创意工具这块,Blender、 GIMP、Inkscape、Krita、Audacity、Kdenlive、Shotcut、OBS Studio、LibreOffice,全都是专业级的东西。Blender有208个测试用例覆盖,GIMP有107个,这些可不是玩具demo,是真的能在生产环境用的CLI。
科学和工程领域也没落下。QGIS做地理信息的,FreeCAD做机械设计的,ImageJ做图像分析的,ParaView做可视化的,KiCad做电路设计的。这些软件在各自领域都是头部工具,但从来没人想过怎么让AI来操控它们。
知识管理这块我特别关注。Obsidian和Zotero都有CLI了,这意味着什么?意味着你的第二大脑可以被AI访问了。你可以让AI帮你搜笔记、整理文献、创建新文档,全都可以用自然语言完成。
还有开发工具链。Jenkins、Portainer、pgAdmin、SonarQube这些DevOps必备的东西,以后都可以交给Agent去管理了。你可以让Agent帮你部署服务、看日志、调配置,它不需要理解每个按钮在哪,它只需要会调用CLI就行。
GitHub开源这块也很夸张。VSCodium、WordPress、Calibre、Zotero、Joplin、Logseq、Penpen这些东西,只要有代码库,CLI-Anything就能给它生成一套CLI。开源社区那么多好软件,以前只有人类能用,现在Agent也能用了。
整个生态覆盖了13个领域,70多款软件,而且这个数字还在快速增长。
它是怎么工作的
整个过程只需要一条命令。
你对着Agent说,帮我给Blender生成CLI,Agent就会自动执行7个阶段的流水线。
第一阶段,分析。它会扫描Blender的源码,把所有GUI操作映射到底层的API。这一步要理解软件的架构,知道每个菜单背后对应什么函数。
第二阶段,设计。规划命令的分组、状态模型、输出格式。它要设计成逻辑清晰、符合用户心智的CLI。
第三阶段,实现。用 Click构建完整的Python CLI,包含REPL交互界面、JSON输出模式、撤销重做支持。这一步生成的代码是要能投产的,不是写个demo糊弄人。
第四阶段,规划测试。生成TEST.md文档,包含单元测试和端到端测试的计划。测试是CLI-Anything非常重视的部分,每一条生成的CLI都必须有完整的测试覆盖。
第五阶段,编写测试。实现完整的测试套件,它要在真实软件上验证通过。
第六阶段,文档。

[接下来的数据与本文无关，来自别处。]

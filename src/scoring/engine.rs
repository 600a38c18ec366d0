use super::weights::{Category, SessionWeights, WeightSet};
use crate::data::{District, DistrictTable};

#[derive(Debug, Clone, PartialEq)]
pub struct FactorContribution {
    pub factor: String,
    pub category: Category,
    pub value: f64,        // Raw factor value (absent/NaN read as 0)
    pub weight: f64,       // Normalized weight
    pub contribution: f64, // value * weight
}

#[derive(Debug, Clone, Default, PartialEq)]
pub struct ScoreBreakdown {
    pub factors: Vec<FactorContribution>,
}

impl ScoreBreakdown {
    pub fn for_category(&self, category: Category) -> impl Iterator<Item = &FactorContribution> {
        self.factors.iter().filter(move |f| f.category == category)
    }
}

#[derive(Debug, Clone, PartialEq)]
pub struct ScoredDistrict {
    pub name: String,
    pub total_risk: f64,
    pub total_safety: f64,
    pub net_score: f64,
    pub crime_count: f64,
    pub breakdown: ScoreBreakdown,
}

/// Weighted sum of a district's factor values over `weights`.
///
/// `weights` is expected to be normalized already; this only multiplies and
/// adds.
pub fn aggregate(district: &District, weights: &WeightSet) -> f64 {
    weights
        .iter()
        .map(|f| district.value(&f.name) * f.weight)
        .sum()
}

/// Score every district, in table order.
///
/// Risk and safety weights are normalized separately, then
/// `net_score = total_risk - total_safety`. Pure: the same inputs always give
/// the same output, so callers simply rerun it after any weight change.
pub fn compute(table: &DistrictTable, weights: &SessionWeights) -> Vec<ScoredDistrict> {
    let risk = weights.risk.normalized();
    let safety = weights.safety.normalized();

    table
        .districts
        .iter()
        .map(|district| {
            let total_risk = aggregate(district, &risk);
            let total_safety = aggregate(district, &safety);

            let factors = contributions(district, &risk, Category::Risk)
                .chain(contributions(district, &safety, Category::Safety))
                .collect();

            ScoredDistrict {
                name: district.name.clone(),
                total_risk,
                total_safety,
                net_score: total_risk - total_safety,
                crime_count: district.crime_count,
                breakdown: ScoreBreakdown { factors },
            }
        })
        .collect()
}

fn contributions<'a>(
    district: &'a District,
    weights: &'a WeightSet,
    category: Category,
) -> impl Iterator<Item = FactorContribution> + 'a {
    weights.iter().map(move |f| {
        let value = district.value(&f.name);
        FactorContribution {
            factor: f.name.clone(),
            category,
            value,
            weight: f.weight,
            contribution: value * f.weight,
        }
    })
}

#[cfg(test)]
mod tests {
    use super::*;
    use crate::scoring::FactorWeight;
    use std::collections::HashMap;

    fn district(name: &str, values: &[(&str, f64)]) -> District {
        District {
            name: name.to_string(),
            admin_name: format!("시 구 {}", name),
            values: values
                .iter()
                .map(|(k, v)| (k.to_string(), *v))
                .collect::<HashMap<_, _>>(),
            crime_count: 0.0,
        }
    }

    fn table(districts: Vec<District>) -> DistrictTable {
        DistrictTable {
            districts,
            factors: vec![],
            crime_label: "crimes".to_string(),
        }
    }

    fn weights(risk: &[(&str, f64)], safety: &[(&str, f64)]) -> SessionWeights {
        SessionWeights {
            risk: risk.iter().map(|(n, w)| FactorWeight::new(*n, *w)).collect(),
            safety: safety.iter().map(|(n, w)| FactorWeight::new(*n, *w)).collect(),
        }
    }

    #[test]
    fn test_equal_weights_average_two_risks() {
        let t = table(vec![
            district("A", &[("risk1", 10.0), ("risk2", 0.0)]),
            district("B", &[("risk1", 0.0), ("risk2", 10.0)]),
        ]);
        let scored = compute(&t, &weights(&[("risk1", 1.0), ("risk2", 1.0)], &[]));

        assert_eq!(scored[0].total_risk, 5.0);
        assert_eq!(scored[1].total_risk, 5.0);
        assert_eq!(scored[0].net_score, 5.0);
        assert_eq!(scored[1].net_score, 5.0);
        assert_eq!(scored[0].total_safety, 0.0);
    }

    #[test]
    fn test_safety_only_goes_negative() {
        let t = table(vec![district("C", &[("s1", 8.0)])]);
        let scored = compute(&t, &weights(&[], &[("s1", 1.0)]));
        assert_eq!(scored[0].total_risk, 0.0);
        assert_eq!(scored[0].total_safety, 8.0);
        assert_eq!(scored[0].net_score, -8.0);
    }

    #[test]
    fn test_all_zero_category_contributes_nothing() {
        let t = table(vec![
            district("A", &[("r", 3.0), ("s", 4.0)]),
            district("B", &[("r", 9.0), ("s", 1.0)]),
        ]);
        let scored = compute(&t, &weights(&[("r", 0.0)], &[("s", 0.3)]));
        for d in &scored {
            assert_eq!(d.total_risk, 0.0);
        }
        assert_eq!(scored[0].net_score, -4.0);
    }

    #[test]
    fn test_net_is_risk_minus_safety() {
        let t = table(vec![
            district("A", &[("r1", 0.37), ("r2", 10.0), ("s1", 0.11), ("s2", 2.7)]),
            district("B", &[("r1", 7.94), ("r2", 0.33), ("s1", 0.25), ("s2", 0.0)]),
        ]);
        let w = weights(&[("r1", 0.05), ("r2", 0.5)], &[("s1", 0.4), ("s2", 0.25)]);
        for d in compute(&t, &w) {
            assert_eq!(d.net_score, d.total_risk - d.total_safety);
        }
    }

    #[test]
    fn test_scaling_weights_does_not_change_scores() {
        let t = table(vec![district("A", &[("r1", 2.0), ("r2", 6.0)])]);
        let a = compute(&t, &weights(&[("r1", 0.1), ("r2", 0.3)], &[]));
        let b = compute(&t, &weights(&[("r1", 0.2), ("r2", 0.6)], &[]));
        assert!((a[0].net_score - b[0].net_score).abs() < 1e-12);
    }

    #[test]
    fn test_missing_and_nan_values_count_as_zero() {
        let t = table(vec![district("A", &[("r1", f64::NAN)])]);
        let scored = compute(&t, &weights(&[("r1", 0.5), ("r2", 0.5)], &[]));
        assert_eq!(scored[0].total_risk, 0.0);
    }

    #[test]
    fn test_breakdown_matches_totals() {
        let t = table(vec![district("A", &[("r1", 4.0), ("r2", 2.0), ("s1", 3.0)])]);
        let scored = compute(&t, &weights(&[("r1", 0.3), ("r2", 0.1)], &[("s1", 0.2)]));
        let breakdown = &scored[0].breakdown;

        assert_eq!(breakdown.factors.len(), 3);
        let risk_sum: f64 = breakdown.for_category(Category::Risk).map(|f| f.contribution).sum();
        let safety_sum: f64 = breakdown.for_category(Category::Safety).map(|f| f.contribution).sum();
        assert!((risk_sum - scored[0].total_risk).abs() < 1e-12);
        assert!((safety_sum - scored[0].total_safety).abs() < 1e-12);

        let r1 = &breakdown.factors[0];
        assert_eq!(r1.factor, "r1");
        assert!((r1.weight - 0.75).abs() < 1e-12);
        assert_eq!(r1.value, 4.0);
    }

    #[test]
    fn test_compute_keeps_table_order() {
        let t = table(vec![
            district("low", &[("r", 1.0)]),
            district("high", &[("r", 9.0)]),
        ]);
        let scored = compute(&t, &weights(&[("r", 0.1)], &[]));
        assert_eq!(scored[0].name, "low");
        assert_eq!(scored[1].name, "high");
    }

    #[test]
    fn test_aggregate_direct() {
        let d = district("A", &[("a", 2.0), ("b", 3.0)]);
        let w: WeightSet = vec![FactorWeight::new("a", 0.25), FactorWeight::new("b", 0.75)]
            .into_iter()
            .collect();
        assert_eq!(aggregate(&d, &w), 2.75);
    }
}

更新测试文档,写入测试结果。CLI-Anything对文档的要求很高,每个harness都必须有清晰的说明。
第七阶段,发布。生成setup.py,把CLI安装到PATH里。安装完之后,这个工具就像系统原生的命令一样可以直接调用。
整个过程全自动,不需要你写一行代码。你只需要扔给它一个软件,它还你一个完整的、经过测试的、可投产的CLI。

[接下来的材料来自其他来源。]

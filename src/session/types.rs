use serde::{Deserialize, Serialize};

use crate::scoring::SessionWeights;

/// On-disk form of a saved weight session.
#[derive(Debug, Clone, PartialEq, Serialize, Deserialize)]
pub struct SavedWeights {
    pub version: u32,
    pub weights: SessionWeights,
}

impl SavedWeights {
    pub fn new(weights: SessionWeights) -> Self {
        Self {
            version: 1,
            weights,
        }
    }
}
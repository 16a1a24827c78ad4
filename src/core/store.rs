//! Rule store: the indexed buckets behind the REST surface
//!
//! Each bucket (block, forward, tag, group, sitevpns) is an independent
//! append-only sequence behind its own writer lock, so mutations within a
//! bucket apply in arrival order. Callers always speak 0-based indices;
//! storage positions are 1-based and the two only meet in
//! [`external_to_internal`] / [`internal_to_external`].

use crate::core::error::{Error, Result};
use crate::core::firewall::FirewallConfig;
use crate::core::identity::{Directory, DirectorySnapshot, settle};
use crate::core::rules::{
    BlockRule, Bucket, Config, ForwardRule, GroupRule, MAX_RULES, SiteVpn, TagRule,
};
use crate::core::tasks::{TaskConfig, TaskName};
use crate::validators;
use serde::{Deserialize, Serialize};
use std::collections::BTreeMap;
use std::num::NonZeroUsize;
use std::sync::Arc;
use tokio::sync::RwLock;
use tracing::{debug, info, warn};

// ═══════════════════════════════════════════════════════════════════════════
// Index mapping
// ═══════════════════════════════════════════════════════════════════════════

/// 1-based storage position
#[derive(Debug, Clone, Copy, PartialEq, Eq, PartialOrd, Ord)]
pub struct Slot(NonZeroUsize);

impl Slot {
    pub fn get(self) -> usize {
        self.0.get()
    }
}

/// Maps an API index to its storage slot (`index + 1`).
///
/// Returns `None` only when the index cannot be represented.
pub fn external_to_internal(index: usize) -> Option<Slot> {
    index.checked_add(1).and_then(NonZeroUsize::new).map(Slot)
}

pub fn internal_to_external(slot: Slot) -> usize {
    slot.get() - 1
}

// ═══════════════════════════════════════════════════════════════════════════
// Buckets
// ═══════════════════════════════════════════════════════════════════════════

/// A document kept in one of the indexed buckets
pub trait StoredRule: Clone + Send + Sync + 'static {
    const BUCKET: Bucket;

    /// Validates the document and fills in derived fields.
    fn prepare(&mut self, directory: &DirectorySnapshot) -> Result<()>;

    /// Carries over anything an update may leave implicit.
    fn inherit(&mut self, _previous: &Self) {}

    fn list(store: &RuleStore) -> &RuleList<Self>;

    fn label(&self) -> &str {
        ""
    }

    /// The document as API callers may see it.
    fn redacted(&self) -> Self {
        self.clone()
    }
}

impl StoredRule for BlockRule {
    const BUCKET: Bucket = Bucket::Block;

    fn prepare(&mut self, directory: &DirectorySnapshot) -> Result<()> {
        settle(&mut self.base.client, directory);
        self.normalize()
    }

    fn list(store: &RuleStore) -> &RuleList<Self> {
        &store.block
    }

    fn label(&self) -> &str {
        &self.base.rule_name
    }
}

impl StoredRule for ForwardRule {
    const BUCKET: Bucket = Bucket::Forward;

    fn prepare(&mut self, directory: &DirectorySnapshot) -> Result<()> {
        settle(&mut self.base.client, directory);
        self.normalize()
    }

    fn list(store: &RuleStore) -> &RuleList<Self> {
        &store.forward
    }

    fn label(&self) -> &str {
        &self.base.rule_name
    }
}

impl StoredRule for TagRule {
    const BUCKET: Bucket = Bucket::Tag;

    fn prepare(&mut self, directory: &DirectorySnapshot) -> Result<()> {
        settle(&mut self.base.client, directory);
        self.normalize()
    }

    fn list(store: &RuleStore) -> &RuleList<Self> {
        &store.tag
    }

    fn label(&self) -> &str {
        &self.base.rule_name
    }
}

这就是CLI-Anything最让我震惊的地方:它在做的是一套生产级别的工具链,不是一个玩具项目。1700多个测试用例,13款主流应用的完整验证,这些数字说明它是真的在认真做事情。

这可能是基础设施
我想稍微往宏观走一点,聊一个问题:为什么我觉得CLI-Anything的意义可能比看起来更大。

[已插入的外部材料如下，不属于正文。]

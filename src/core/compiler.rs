//! Rule compiler: store snapshot → nftables maps
//!
//! Compilation is a pure function of the rule snapshot, the directory
//! snapshot and the clock. Identical inputs give byte-identical maps.
//!
//! Order of evaluation:
//! 1. Tag and group rules, granting memberships to the clients they match
//! 2. Forward rules
//! 3. Block rules
//!
//! Within a map the first rule to produce a key wins; later rules producing
//! the same key get a [`WarningKind::DuplicateKey`] warning.
//!
//! | map | table | key | value |
//! |---|---|---|---|
//! | `site_forward_{proto}_port` | filter | `src . dst . port . ifname` | accept |
//! | `site_forward_{proto}_port_mangle` | mangle | `src . dst . port` | accept |
//! | `dnat_{proto}_ipmap` | nat | `src . dst . port` | new destination |
//! | `dnat_{proto}_portmap` | nat | `src . dst . port` | new port |
//! | `pfw_block_{proto}` | filter | `src . dst . port` | drop |

use crate::core::expr::{self, Context};
use crate::core::identity::{DirectorySnapshot, Resolved, Resolver};
use crate::core::nft_json::{self, NftMap, addr_json, concat, port_json, verdict};
use crate::core::rules::{Bucket, Config, ForwardRule, Protocol, RuleBase};
use crate::validators;
use chrono::NaiveDateTime;
use ipnetwork::IpNetwork;
use serde::Serialize;
use serde_json::{Value, json};
use std::collections::{BTreeMap, HashSet};
use std::net::Ipv4Addr;
use strum::IntoEnumIterator;
use tracing::{debug, warn};

/// Key component for "any source"
pub const ANY_SOURCE: &str = "0.0.0.0";

const ADDR_PORT_KEY: [&str; 3] = ["ipv4_addr", "ipv4_addr", "inet_service"];

#[derive(Debug, Clone, Copy, PartialEq, Eq, Serialize, strum::Display)]
#[serde(rename_all = "snake_case")]
#[strum(serialize_all = "snake_case")]
pub enum WarningKind {
    NoMatchingClients,
    UnknownInterface,
    DuplicateKey,
    Condition,
    InvalidRule,
}
impl Client {
    pub fn any() -> Self {
        Self::default()
    }

    pub fn src_ip(ip: &str) -> Self {
        Self {
            src_ip: ip.to_string(),
            ..Self::default()
        }
    }

    pub fn group(name: &str) -> Self {
        Self {
            group: name.to_string(),
            ..Self::default()
        }
    }

    pub fn identity(name: &str) -> Self {
        Self {
            identity: name.to_string(),
            ..Self::default()
        }
    }

    pub fn tag(name: &str) -> Self {
        Self {
            tag: name.to_string(),
            ..Self::default()
        }
    }

    pub fn endpoint(name: &str) -> Self {
        Self {
            endpoint: name.to_string(),
            ..Self::default()
        }
    }

    /// Free-text client. Dotted quads are addresses right away; anything
    /// else waits for the group directory.
    pub fn from_bare(text: &str) -> Self {
        let text = text.trim();
        if text.is_empty() {
            return Self::any();
        }
        if validators::is_dotted_quad(text) {
            return Self::src_ip(text);
        }
        Self {
            identity: text.to_string(),
            unclassified: true,
            ..Self::default()
        }
    }

    pub fn is_unclassified(&self) -> bool {
        self.unclassified
    }

    /// Resolves the one-of. First non-empty field wins in the order
    /// Group, Identity, SrcIP, Tag, Endpoint.
    pub fn to_match(&self) -> Result<ClientMatch> {
        if !self.group.is_empty() {
            return Ok(ClientMatch::Group(self.group.clone()));
        }
        if !self.identity.is_empty() {
            return Ok(ClientMatch::Identity(self.identity.clone()));
        }
        if !self.src_ip.is_empty() {
            let net = validators::parse_address(&self.src_ip)
                .map_err(|e| Error::validation("Client.SrcIP", e))?;
            if net.ip().is_unspecified() {
                return Ok(ClientMatch::Any);
            }
            return Ok(ClientMatch::SrcIp(net));
        }
        if !self.tag.is_empty() {
            return Ok(ClientMatch::Tag(self.tag.clone()));
        }
        if !self.endpoint.is_empty() {
            return Ok(ClientMatch::Endpoint(self.endpoint.clone()));
        }
        Ok(ClientMatch::Any)
    }
}

/// Resolved client selector
#[derive(Debug, Clone, PartialEq, Eq)]
pub enum ClientMatch {
    Group(String),
    Identity(String),
    SrcIp(IpNetwork),
    Tag(String),
    Endpoint(String),
    Any,
}

impl fmt::Display for ClientMatch {
    fn fmt(&self, f: &mut fmt::Formatter<'_>) -> fmt::Result {
        match self {
            ClientMatch::Group(g) => write!(f, "group {g}"),
            ClientMatch::Identity(i) => write!(f, "identity {i}"),
            ClientMatch::SrcIp(net) => write!(f, "address {net}"),
            ClientMatch::Tag(t) => write!(f, "tag {t}"),
            ClientMatch::Endpoint(e) => write!(f, "endpoint {e}"),
            ClientMatch::Any => write!(f, "any client"),
        }
    }
}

我们正在进入AI Agent时代,能够自主决策、自主执行、自主完成复杂任务的AI系统。
Agent要完成复杂任务,它就需要操控真实世界的软件。你让它帮你处理文档,它要能打开LibreOffice。你让它帮你做设计,它要能调用Blender。你让它帮你管文献,它要能操作Zotero。
问题是,真实世界的软件都是为人设计的。GUI、菜单、按钮这些东西,对人类友好,对Agent来说却是完全的黑盒。
所以问题就变成了:怎么让为人类设计的软件变成Agent也能用的东西?
CLI-Anything给出的答案是CLI。CLI是人类和AI共通的万能接口。不管是GIMP还是Blender还是QGIS,它们都有命令行界面,都有可编程的能力,只是之前没有人把这些能力以一种Agent能理解的方式暴露出来。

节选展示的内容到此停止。